Reedman Victor Goins shone particularly brightly on Wednesday. His clarinet solo on Marsalis’ solemn “Bamboola Dance” was round and fluid and warm, while his tenor solo on a gorgeous reading of Horace Silver’s “Senor Blues” was impossibly soulful, lagging just behind the chords in just the right way.
Other solo highlights included:
• Joe Temperley’s lush baritone sax solo on “Tree of Freedom,” in which you coulc close your eyes and almost believe Lester Young had returned as a baritone saxophonist.

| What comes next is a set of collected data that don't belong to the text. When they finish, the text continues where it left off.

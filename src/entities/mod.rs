//! Entity type definitions

pub mod action;
pub mod checkin;
pub mod checklist;
pub mod key_result;
pub mod okr;
pub mod validate;

pub use action::Action;
pub use checkin::{CheckIn, KeyResultUpdate};
pub use checklist::{checklist_score, checklist_with, QualityCheck, QualityChecklistItem};
pub use key_result::{format_value, KeyResult, KeyResultUnit};
pub use okr::Okr;
pub use validate::ValidationError;
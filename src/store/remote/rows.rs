//! Conversion between OKRs and rows of the four relational tables
//!
//! Rows are first read into raw structs (plain SQL types) and converted to
//! entities afterwards, so conversion failures surface as `StoreError`s
//! naming the offending table.

use std::collections::HashMap;

use chrono::{DateTime, NaiveDate, SecondsFormat, Utc};
use rusqlite::{params, Row, Transaction};
use tracing::warn;

use crate::core::entity::Status;
use crate::entities::{Action, KeyResult, KeyResultUnit, Okr, QualityCheck, QualityChecklistItem};
use crate::store::StoreError;

pub(super) struct OkrRow {
    id: String,
    display_id: Option<String>,
    objective: String,
    created_at: String,
    parent_id: Option<String>,
    area: Option<String>,
    owner: Option<String>,
    challenges: Option<String>,
    needs: Option<String>,
    comments: Option<String>,
    status: Option<String>,
}

impl OkrRow {
    pub(super) const SELECT: &'static str = "SELECT id, display_id, objective, created_at, parent_id, area, owner, challenges, needs, comments, status FROM okrs";

    pub(super) fn from_row(row: &Row<'_>) -> rusqlite::Result<Self> {
        Ok(Self {
            id: row.get("id")?,
            display_id: row.get("display_id")?,
            objective: row.get("objective")?,
            created_at: row.get("created_at")?,
            parent_id: row.get("parent_id")?,
            area: row.get("area")?,
            owner: row.get("owner")?,
            challenges: row.get("challenges")?,
            needs: row.get("needs")?,
            comments: row.get("comments")?,
            status: row.get("status")?,
        })
    }
}

pub(super) struct KeyResultRow {
    id: String,
    okr_id: String,
    metric_name: String,
    from_value: f64,
    to_value: f64,
    unit: Option<String>,
    current_value: Option<f64>,
    status: Option<String>,
    function: Option<String>,
    sort_order: i64,
}

impl KeyResultRow {
    pub(super) const SELECT: &'static str = "SELECT id, okr_id, metric_name, from_value, to_value, unit, current_value, status, function, sort_order FROM key_results";

    pub(super) fn from_row(row: &Row<'_>) -> rusqlite::Result<Self> {
        Ok(Self {
            id: row.get("id")?,
            okr_id: row.get("okr_id")?,
            metric_name: row.get("metric_name")?,
            from_value: row.get("from_value")?,
            to_value: row.get("to_value")?,
            unit: row.get("unit")?,
            current_value: row.get("current_value")?,
            status: row.get("status")?,
            function: row.get("function")?,
            sort_order: row.get("sort_order")?,
        })
    }

    fn into_key_result(self) -> KeyResult {
        KeyResult {
            id: self.id,
            metric_name: self.metric_name,
            from: self.from_value,
            to: self.to_value,
            unit: self
                .unit
                .and_then(|unit| unit.parse::<KeyResultUnit>().ok())
                .unwrap_or_default(),
            current: self.current_value,
            status: parse_status(self.status),
            function: self.function,
        }
    }
}

pub(super) struct ChecklistRow {
    okr_id: String,
    item_id: String,
    checked: bool,
}

impl ChecklistRow {
    pub(super) const SELECT: &'static str =
        "SELECT okr_id, item_id, checked FROM quality_checklist ORDER BY rowid";

    pub(super) fn from_row(row: &Row<'_>) -> rusqlite::Result<Self> {
        Ok(Self {
            okr_id: row.get("okr_id")?,
            item_id: row.get("item_id")?,
            checked: row.get("checked")?,
        })
    }
}

pub(super) struct ActionRow {
    id: String,
    okr_id: String,
    text: String,
    owner: String,
    due_date: String,
    completed: bool,
    completed_at: Option<String>,
    created_at: String,
}

impl ActionRow {
    pub(super) const SELECT: &'static str = "SELECT id, okr_id, text, owner, due_date, completed, completed_at, created_at FROM actions ORDER BY rowid";

    pub(super) fn from_row(row: &Row<'_>) -> rusqlite::Result<Self> {
        Ok(Self {
            id: row.get("id")?,
            okr_id: row.get("okr_id")?,
            text: row.get("text")?,
            owner: row.get("owner")?,
            due_date: row.get("due_date")?,
            completed: row.get("completed")?,
            completed_at: row.get("completed_at")?,
            created_at: row.get("created_at")?,
        })
    }

    fn into_action(self) -> Result<Action, StoreError> {
        let due_date = NaiveDate::parse_from_str(&self.due_date, "%Y-%m-%d").map_err(|e| {
            invalid("actions", format!("due_date '{}' of {}: {}", self.due_date, self.id, e))
        })?;
        let completed_at = match non_empty(self.completed_at) {
            Some(raw) => Some(parse_timestamp("actions", &raw)?),
            None => None,
        };
        Ok(Action {
            created_at: parse_timestamp("actions", &self.created_at)?,
            id: self.id,
            text: self.text,
            owner: self.owner,
            due_date,
            completed: self.completed,
            completed_at,
        })
    }
}

/// Join the four tables in-process into fully materialized OKRs
pub(super) fn assemble(
    okr_rows: Vec<OkrRow>,
    key_result_rows: Vec<KeyResultRow>,
    checklist_rows: Vec<ChecklistRow>,
    action_rows: Vec<ActionRow>,
) -> Result<Vec<Okr>, StoreError> {
    let mut key_results: HashMap<String, Vec<KeyResultRow>> = HashMap::new();
    for row in key_result_rows {
        key_results.entry(row.okr_id.clone()).or_default().push(row);
    }

    let mut checklists: HashMap<String, Vec<QualityChecklistItem>> = HashMap::new();
    for row in checklist_rows {
        match row.item_id.parse::<QualityCheck>() {
            Ok(id) => checklists.entry(row.okr_id).or_default().push(QualityChecklistItem {
                id,
                checked: row.checked,
            }),
            Err(_) => warn!(okr = %row.okr_id, item = %row.item_id, "skipping unknown checklist item"),
        }
    }

    let mut actions: HashMap<String, Vec<Action>> = HashMap::new();
    for row in action_rows {
        let okr_id = row.okr_id.clone();
        actions.entry(okr_id).or_default().push(row.into_action()?);
    }

    okr_rows
        .into_iter()
        .map(|row| {
            let mut krs = key_results.remove(&row.id).unwrap_or_default();
            krs.sort_by_key(|kr| kr.sort_order);

            Ok(Okr {
                created_at: parse_timestamp("okrs", &row.created_at)?,
                key_results: krs.into_iter().map(KeyResultRow::into_key_result).collect(),
                quality_checklist: checklists.remove(&row.id).unwrap_or_default(),
                actions: actions.remove(&row.id).unwrap_or_default(),
                display_id: row.display_id,
                objective: row.objective,
                parent_id: row.parent_id,
                area: row.area,
                owner: row.owner,
                challenges: row.challenges,
                needs: row.needs,
                comments: row.comments,
                status: parse_status(row.status),
                id: row.id,
            })
        })
        .collect()
}

pub(super) fn insert_okr(tx: &Transaction<'_>, okr: &Okr) -> Result<(), StoreError> {
    tx.execute(
        "INSERT INTO okrs (id, display_id, objective, created_at, parent_id, area, owner, challenges, needs, comments, status)
         VALUES (?1, ?2, ?3, ?4, ?5, ?6, ?7, ?8, ?9, ?10, ?11)",
        params![
            okr.id,
            okr.display_id,
            okr.objective,
            timestamp(&okr.created_at),
            okr.parent_id,
            okr.area,
            okr.owner,
            okr.challenges,
            okr.needs,
            okr.comments,
            okr.status.map(|s| s.as_str()),
        ],
    )?;
    Ok(())
}

/// Rewrite the `okrs` row in place; returns the number of rows matched
pub(super) fn update_okr(tx: &Transaction<'_>, okr: &Okr) -> Result<usize, StoreError> {
    let updated = tx.execute(
        "UPDATE okrs SET display_id = ?2, objective = ?3, parent_id = ?4, area = ?5, owner = ?6,
             challenges = ?7, needs = ?8, comments = ?9, status = ?10
         WHERE id = ?1",
        params![
            okr.id,
            okr.display_id,
            okr.objective,
            okr.parent_id,
            okr.area,
            okr.owner,
            okr.challenges,
            okr.needs,
            okr.comments,
            okr.status.map(|s| s.as_str()),
        ],
    )?;
    Ok(updated)
}

/// Insert every key result, checklist item and action owned by `okr`
pub(super) fn insert_nested(tx: &Transaction<'_>, okr: &Okr) -> Result<(), StoreError> {
    {
        let mut stmt = tx.prepare(
            "INSERT INTO key_results (id, okr_id, metric_name, from_value, to_value, unit, current_value, status, function, sort_order)
             VALUES (?1, ?2, ?3, ?4, ?5, ?6, ?7, ?8, ?9, ?10)",
        )?;
        for (index, kr) in okr.key_results.iter().enumerate() {
            stmt.execute(params![
                kr.id,
                okr.id,
                kr.metric_name,
                kr.from,
                kr.to,
                kr.unit.as_str(),
                kr.current,
                kr.status.map(|s| s.as_str()),
                kr.function,
                index as i64,
            ])?;
        }
    }

    {
        let mut stmt = tx.prepare(
            "INSERT INTO quality_checklist (id, okr_id, item_id, checked) VALUES (?1, ?2, ?3, ?4)",
        )?;
        for item in &okr.quality_checklist {
            stmt.execute(params![
                format!("{}:{}", okr.id, item.id),
                okr.id,
                item.id.as_str(),
                item.checked,
            ])?;
        }
    }

    {
        let mut stmt = tx.prepare(
            "INSERT INTO actions (id, okr_id, text, owner, due_date, completed, completed_at, created_at)
             VALUES (?1, ?2, ?3, ?4, ?5, ?6, ?7, ?8)",
        )?;
        for action in &okr.actions {
            stmt.execute(params![
                action.id,
                okr.id,
                action.text,
                action.owner,
                action.due_date.format("%Y-%m-%d").to_string(),
                action.completed,
                action.completed_at.as_ref().map(timestamp),
                timestamp(&action.created_at),
            ])?;
        }
    }

    Ok(())
}

/// Drop every nested row owned by `okr_id`, leaving the `okrs` row
pub(super) fn delete_nested(tx: &Transaction<'_>, okr_id: &str) -> Result<(), StoreError> {
    tx.execute("DELETE FROM key_results WHERE okr_id = ?1", params![okr_id])?;
    tx.execute("DELETE FROM quality_checklist WHERE okr_id = ?1", params![okr_id])?;
    tx.execute("DELETE FROM actions WHERE okr_id = ?1", params![okr_id])?;
    Ok(())
}

fn timestamp(value: &DateTime<Utc>) -> String {
    value.to_rfc3339_opts(SecondsFormat::AutoSi, true)
}

fn parse_timestamp(table: &str, raw: &str) -> Result<DateTime<Utc>, StoreError> {
    DateTime::parse_from_rfc3339(raw)
        .map(|dt| dt.with_timezone(&Utc))
        .map_err(|e| invalid(table, format!("timestamp '{}': {}", raw, e)))
}

fn parse_status(raw: Option<String>) -> Option<Status> {
    raw.and_then(|s| s.parse::<Status>().ok())
}

// Other clients may write empty strings where we would write NULL
fn non_empty(value: Option<String>) -> Option<String> {
    value.filter(|s| !s.is_empty())
}

fn invalid(table: &str, message: String) -> StoreError {
    StoreError::InvalidRow {
        table: table.to_string(),
        message,
    }
}
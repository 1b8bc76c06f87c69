//! Persistence adapters for the goal hierarchy
//!
//! Two backends implement the same [`OkrStore`] contract:
//! - [`local::LocalStore`]: the whole hierarchy as one serialized blob under a
//!   single key of a key-value store
//! - [`remote::RemoteStore`]: four relational tables shared between clients,
//!   with a [`ChangeFeed`] that signals "something changed, reload"
//!
//! Both return OKRs fully materialized and in the same order
//! ([`crate::core::hierarchy::display_order`]).

pub mod local;
pub mod migrate;
pub mod remote;
pub mod seed;

use std::path::PathBuf;

use miette::Diagnostic;
use thiserror::Error;

use crate::entities::Okr;

pub use local::{FileKeyValueStore, KeyValueStore, LocalStore, MemoryKeyValueStore};
pub use remote::RemoteStore;

/// Which backend an adapter talks to
#[derive(Debug, Clone, Copy, PartialEq, Eq)]
pub enum Backend {
    Local,
    Remote,
}

impl std::fmt::Display for Backend {
    fn fmt(&self, f: &mut std::fmt::Formatter<'_>) -> std::fmt::Result {
        match self {
            Backend::Local => write!(f, "local"),
            Backend::Remote => write!(f, "remote"),
        }
    }
}

/// CRUD contract shared by both backends
///
/// Updates are full-object replacements: nested key results, actions and
/// checklist items are replaced wholesale, never diffed.
pub trait OkrStore {
    fn backend(&self) -> Backend;

    /// Every OKR with nested entities, in display order
    fn read_all(&mut self) -> Result<Vec<Okr>, StoreError>;

    /// Insert a brand-new OKR and everything nested in it
    fn create(&mut self, okr: &Okr) -> Result<(), StoreError>;

    /// Replace an existing OKR wholesale
    fn replace(&mut self, okr: &Okr) -> Result<(), StoreError>;

    /// Delete an OKR together with all of its descendants
    fn remove(&mut self, id: &str) -> Result<(), StoreError>;
}

/// The local adapter as seen by the coordinator
pub trait LocalBackend: OkrStore {
    /// Discard unreadable local data and start over
    fn reset(&mut self) -> Result<Vec<Okr>, StoreError>;
}

/// Opaque token returned by [`ChangeFeed::subscribe`]
#[derive(Debug, Clone, Copy, PartialEq, Eq, Hash)]
pub struct SubscriptionHandle(pub(crate) u64);

pub type ChangeCallback = Box<dyn FnMut() + Send>;

/// A no-payload "reload everything" signal
pub trait ChangeFeed {
    fn subscribe(&mut self, on_change: ChangeCallback) -> SubscriptionHandle;

    /// Returns false when the handle was not subscribed
    fn unsubscribe(&mut self, handle: SubscriptionHandle) -> bool;

    /// Deliver pending notifications; returns how many callbacks ran
    fn poll_changes(&mut self) -> Result<usize, StoreError>;
}

/// A backend the coordinator can run in remote mode
pub trait RemoteBackend: OkrStore + ChangeFeed {}

impl<T: OkrStore + ChangeFeed> RemoteBackend for T {}

/// Errors raised by persistence adapters
#[derive(Debug, Error, Diagnostic)]
pub enum StoreError {
    #[error("IO error on {path}: {source}")]
    #[diagnostic(code(okr::store::io))]
    Io {
        path: PathBuf,
        #[source]
        source: std::io::Error,
    },

    #[error("Database error: {0}")]
    #[diagnostic(code(okr::store::sqlite))]
    Sqlite(#[from] rusqlite::Error),

    #[error("Failed to serialize OKRs: {0}")]
    #[diagnostic(code(okr::store::serialize))]
    Serialize(#[source] serde_json::Error),

    #[error("Local store '{key}' does not contain valid OKR data: {source}")]
    #[diagnostic(
        code(okr::store::corrupt_local_state),
        help("the local store can be discarded and re-seeded")
    )]
    CorruptLocalState {
        key: String,
        #[source]
        source: serde_json::Error,
    },

    #[error("An OKR with id {0} already exists")]
    #[diagnostic(code(okr::store::duplicate_id))]
    DuplicateId(String),

    #[error("OKR not found: {0}")]
    #[diagnostic(code(okr::store::not_found))]
    NotFound(String),

    #[error("Table '{table}' does not cascade deletes from okrs(id)")]
    #[diagnostic(
        code(okr::store::cascade_not_configured),
        help("deleting an OKR would orphan rows; recreate the table with ON DELETE CASCADE")
    )]
    CascadeNotConfigured { table: String },

    #[error("Invalid row in '{table}': {message}")]
    #[diagnostic(code(okr::store::invalid_row))]
    InvalidRow { table: String, message: String },

    #[error("Embedded seed data is missing or invalid: {0}")]
    #[diagnostic(code(okr::store::seed))]
    Seed(String),
}

impl StoreError {
    pub(crate) fn io(path: impl Into<PathBuf>, source: std::io::Error) -> Self {
        StoreError::Io {
            path: path.into(),
            source,
        }
    }
}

• Ali Jackson’s frantic solo to close the show, that consisted of nothing more than the drummer wailing on his high-hats, turning beats inside out and upside down without ever losing the beat or the swing.
• Walter Blandon Jr.’s scorching soprano saxophone solo, which singlehandedly redeemed an otherwise tepid run through Marsalis’ “Big Fat Hen.”
But for all the individual fireworks, the real highlights of Wednesday’s performance came in the ensemble playing. The band clearly revels in leveraging the strength of its numbers, piling harmonies atop harmonies and making good use of dynamic shifts.
Although he only took a small handful of solos all night, every time he stepped forward, one could almost see sparks flying out of his horn.
And as the show ended and the band left the stage, Marsalis stayed behind with just Jackson, Nimmer and bassist Carlos Henriquez. Here, fronting a quartet, Marsalis transformed a simple 12-bar blues into a work of art.
It was a quiet reminder that even in a band consisting of virtuosos, Marsalis’ talent is a thing of rare and profound beauty.